• _What is required_
From start to end of the material below, restate each line exactly.

• _Supplied data_
▼
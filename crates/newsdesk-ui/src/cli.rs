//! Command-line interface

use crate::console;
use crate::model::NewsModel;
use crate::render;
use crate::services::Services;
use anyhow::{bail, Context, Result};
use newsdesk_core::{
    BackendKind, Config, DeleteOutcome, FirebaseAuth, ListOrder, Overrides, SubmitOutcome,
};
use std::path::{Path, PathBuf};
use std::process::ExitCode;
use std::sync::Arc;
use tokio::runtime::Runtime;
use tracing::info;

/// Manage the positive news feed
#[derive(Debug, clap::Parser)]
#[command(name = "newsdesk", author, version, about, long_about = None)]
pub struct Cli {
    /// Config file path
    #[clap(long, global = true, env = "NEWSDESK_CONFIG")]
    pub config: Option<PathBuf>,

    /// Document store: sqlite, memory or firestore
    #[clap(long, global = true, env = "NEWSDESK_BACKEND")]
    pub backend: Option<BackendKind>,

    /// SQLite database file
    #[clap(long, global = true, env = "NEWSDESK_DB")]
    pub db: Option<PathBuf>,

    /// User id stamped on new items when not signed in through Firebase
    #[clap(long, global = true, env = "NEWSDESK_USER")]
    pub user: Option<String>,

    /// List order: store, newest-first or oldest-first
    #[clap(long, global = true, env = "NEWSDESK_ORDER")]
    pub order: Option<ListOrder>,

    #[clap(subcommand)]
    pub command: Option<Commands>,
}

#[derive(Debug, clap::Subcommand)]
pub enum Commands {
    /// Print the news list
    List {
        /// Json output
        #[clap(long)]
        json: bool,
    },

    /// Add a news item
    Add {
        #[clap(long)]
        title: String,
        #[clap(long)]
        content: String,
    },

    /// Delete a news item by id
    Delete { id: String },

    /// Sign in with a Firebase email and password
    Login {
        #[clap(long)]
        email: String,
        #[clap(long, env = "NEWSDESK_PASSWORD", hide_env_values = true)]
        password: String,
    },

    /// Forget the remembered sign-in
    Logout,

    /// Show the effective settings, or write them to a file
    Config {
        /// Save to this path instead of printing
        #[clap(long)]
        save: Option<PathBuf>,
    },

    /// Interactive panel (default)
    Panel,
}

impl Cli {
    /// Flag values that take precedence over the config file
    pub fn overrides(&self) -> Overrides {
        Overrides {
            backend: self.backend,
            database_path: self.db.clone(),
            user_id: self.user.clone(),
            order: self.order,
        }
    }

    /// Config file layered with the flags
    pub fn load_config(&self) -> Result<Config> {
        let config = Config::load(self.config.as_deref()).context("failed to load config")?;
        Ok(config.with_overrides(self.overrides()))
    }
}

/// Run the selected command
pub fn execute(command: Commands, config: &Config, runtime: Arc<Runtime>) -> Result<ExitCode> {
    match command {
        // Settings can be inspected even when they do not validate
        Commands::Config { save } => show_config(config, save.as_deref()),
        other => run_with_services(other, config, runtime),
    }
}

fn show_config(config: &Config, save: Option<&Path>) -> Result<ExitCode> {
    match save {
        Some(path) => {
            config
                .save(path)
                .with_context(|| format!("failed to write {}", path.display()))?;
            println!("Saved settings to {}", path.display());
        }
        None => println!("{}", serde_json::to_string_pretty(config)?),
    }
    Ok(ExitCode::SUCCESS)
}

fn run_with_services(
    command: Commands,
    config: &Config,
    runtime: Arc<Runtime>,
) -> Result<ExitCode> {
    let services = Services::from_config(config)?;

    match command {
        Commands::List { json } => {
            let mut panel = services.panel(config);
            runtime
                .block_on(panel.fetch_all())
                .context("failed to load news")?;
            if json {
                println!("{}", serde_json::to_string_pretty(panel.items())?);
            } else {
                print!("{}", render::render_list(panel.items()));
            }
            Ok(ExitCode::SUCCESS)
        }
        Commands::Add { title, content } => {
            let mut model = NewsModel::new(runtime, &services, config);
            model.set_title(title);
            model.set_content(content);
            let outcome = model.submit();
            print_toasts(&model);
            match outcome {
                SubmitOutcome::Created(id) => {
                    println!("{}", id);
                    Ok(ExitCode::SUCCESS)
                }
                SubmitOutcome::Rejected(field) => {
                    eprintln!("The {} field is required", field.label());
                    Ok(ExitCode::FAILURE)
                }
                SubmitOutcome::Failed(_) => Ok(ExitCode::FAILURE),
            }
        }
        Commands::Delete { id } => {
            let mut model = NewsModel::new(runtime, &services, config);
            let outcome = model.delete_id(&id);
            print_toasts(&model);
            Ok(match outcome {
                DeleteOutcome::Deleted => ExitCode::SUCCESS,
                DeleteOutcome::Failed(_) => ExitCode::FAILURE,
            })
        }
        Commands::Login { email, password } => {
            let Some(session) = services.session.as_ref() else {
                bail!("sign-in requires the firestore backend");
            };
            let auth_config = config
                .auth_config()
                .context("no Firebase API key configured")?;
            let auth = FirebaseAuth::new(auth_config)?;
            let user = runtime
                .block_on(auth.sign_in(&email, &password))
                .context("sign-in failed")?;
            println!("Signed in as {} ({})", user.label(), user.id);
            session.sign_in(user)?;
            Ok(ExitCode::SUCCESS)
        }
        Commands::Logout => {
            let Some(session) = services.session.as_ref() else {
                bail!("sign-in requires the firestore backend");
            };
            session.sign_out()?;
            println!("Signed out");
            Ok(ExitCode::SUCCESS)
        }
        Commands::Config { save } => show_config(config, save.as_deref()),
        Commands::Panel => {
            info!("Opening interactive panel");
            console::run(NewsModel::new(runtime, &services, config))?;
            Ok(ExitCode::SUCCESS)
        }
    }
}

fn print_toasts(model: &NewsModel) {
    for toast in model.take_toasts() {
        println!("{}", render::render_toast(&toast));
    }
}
▲
• _Written reply_
filename crates/newsdesk-ui/src/cli.rs
//! Command-line interface

use crate::console;
use crate::model::NewsModel;
use crate::render;
use crate::services::Services;
use anyhow::{bail, Context, Result};
use newsdesk_core::{
    BackendKind, Config, DeleteOutcome, FirebaseAuth, ListOrder, Overrides, SubmitOutcome,
};
use std::path::{Path, PathBuf};
use std::process::ExitCode;
use std::sync::Arc;
use tokio::runtime::Runtime;
use tracing::info;

/// Manage the positive news feed
#[derive(Debug, clap::Parser)]
#[command(name = "newsdesk", author, version, about, long_about = None)]
pub struct Cli {
    /// Config file path
    #[clap(long, global = true, env = "NEWSDESK_CONFIG")]
    pub config: Option<PathBuf>,

    /// Document store: sqlite, memory or firestore
    #[clap(long, global = true, env = "NEWSDESK_BACKEND")]
    pub backend: Option<BackendKind>,

    /// SQLite database file
    #[clap(long, global = true, env = "NEWSDESK_DB")]
    pub db: Option<PathBuf>,

    /// User id stamped on new items when not signed in through Firebase
    #[clap(long, global = true, env = "NEWSDESK_USER")]
    pub user: Option<String>,

    /// List order: store, newest-first or oldest-first
    #[clap(long, global = true, env = "NEWSDESK_ORDER")]
    pub order: Option<ListOrder>,

    #[clap(subcommand)]
    pub command: Option<Commands>,
}

#[derive(Debug, clap::Subcommand)]
pub enum Commands {
    /// Print the news list
    List {
        /// Json output
        #[clap(long)]
        json: bool,
    },

    /// Add a news item
    Add {
        #[clap(long)]
        title: String,
        #[clap(long)]
        content: String,
    },

    /// Delete a news item by id
    Delete { id: String },

    /// Sign in with a Firebase email and password
    Login {
        #[clap(long)]
        email: String,
        #[clap(long, env = "NEWSDESK_PASSWORD", hide_env_values = true)]
        password: String,
    },

    /// Forget the remembered sign-in
    Logout,

    /// Show the effective settings, or write them to a file
    Config {
        /// Save to this path instead of printing
        #[clap(long)]
        save: Option<PathBuf>,
    },

    /// Interactive panel (default)
    Panel,
}

impl Cli {
    /// Flag values that take precedence over the config file
    pub fn overrides(&self) -> Overrides {
        Overrides {
            backend: self.backend,
            database_path: self.db.clone(),
            user_id: self.user.clone(),
            order: self.order,
        }
    }

    /// Config file layered with the flags
    pub fn load_config(&self) -> Result<Config> {
        let config = Config::load(self.config.as_deref()).context("failed to load config")?;
        Ok(config.with_overrides(self.overrides()))
    }
}

/// Run the selected command
pub fn execute(command: Commands, config: &Config, runtime: Arc<Runtime>) -> Result<ExitCode> {
    match command {
        // Settings can be inspected even when they do not validate
        Commands::Config { save } => show_config(config, save.as_deref()),
        other => run_with_services(other, config, runtime),
    }
}

fn show_config(config: &Config, save: Option<&Path>) -> Result<ExitCode> {
    match save {
        Some(path) => {
            config
                .save(path)
                .with_context(|| format!("failed to write {}", path.display()))?;
            println!("Saved settings to {}", path.display());
        }
        None => println!("{}", serde_json::to_string_pretty(config)?),
    }
    Ok(ExitCode::SUCCESS)
}

fn run_with_services(
    command: Commands,
    config: &Config,
    runtime: Arc<Runtime>,
) -> Result<ExitCode> {
    let services = Services::from_config(config)?;

    match command {
        Commands::List { json } => {
            let mut panel = services.panel(config);
            runtime
                .block_on(panel.fetch_all())
                .context("failed to load news")?;
            if json {
                println!("{}", serde_json::to_string_pretty(panel.items())?);
            } else {
                print!("{}", render::render_list(panel.items()));
            }
            Ok(ExitCode::SUCCESS)
        }
        Commands::Add { title, content } => {
            let mut model = NewsModel::new(runtime, &services, config);
            model.set_title(title);
            model.set_content(content);
            let outcome = model.submit();
            print_toasts(&model);
            match outcome {
                SubmitOutcome::Created(id) => {
                    println!("{}", id);
                    Ok(ExitCode::SUCCESS)
                }
                SubmitOutcome::Rejected(field) => {
                    eprintln!("The {} field is required", field.label());
                    Ok(ExitCode::FAILURE)
                }
                SubmitOutcome::Failed(_) => Ok(ExitCode::FAILURE),
            }
        }
        Commands::Delete { id } => {
            let mut model = NewsModel::new(runtime, &services, config);
            let outcome = model.delete_id(&id);
            print_toasts(&model);
            Ok(match outcome {
                DeleteOutcome::Deleted => ExitCode::SUCCESS,
                DeleteOutcome::Failed(_) => ExitCode::FAILURE,
            })
        }
        Commands::Login { email, password } => {
            let Some(session) = services.session.as_ref() else {
                bail!("sign-in requires the firestore backend");
            };
            let auth_config = config
                .auth_config()
                .context("no Firebase API key configured")?;
            let auth = FirebaseAuth::new(auth_config)?;
            let user = runtime
                .block_on(auth.sign_in(&email, &password))
                .context("sign-in failed")?;
            println!("Signed in as {} ({})", user.label(), user.id);
            session.sign_in(user)?;
            Ok(ExitCode::SUCCESS)
        }
        Commands::Logout => {
            let Some(session) = services.session.as_ref() else {
                bail!("sign-in requires the firestore backend");
            };
            session.sign_out()?;
            println!("Signed out");
            Ok(ExitCode::SUCCESS)
        }
        Commands::Config { save } => show_config(config, save.as_deref()),
        Commands::Panel => {
            info!("Opening interactive panel");
            console::run(NewsModel::new(runtime, &services, config))?;
            Ok(ExitCode::SUCCESS)
        }
    }
}

fn print_toasts(model: &NewsModel) {
    for toast in model.take_toasts() {
        println!("{}", render::render_toast(&toast));
    }
}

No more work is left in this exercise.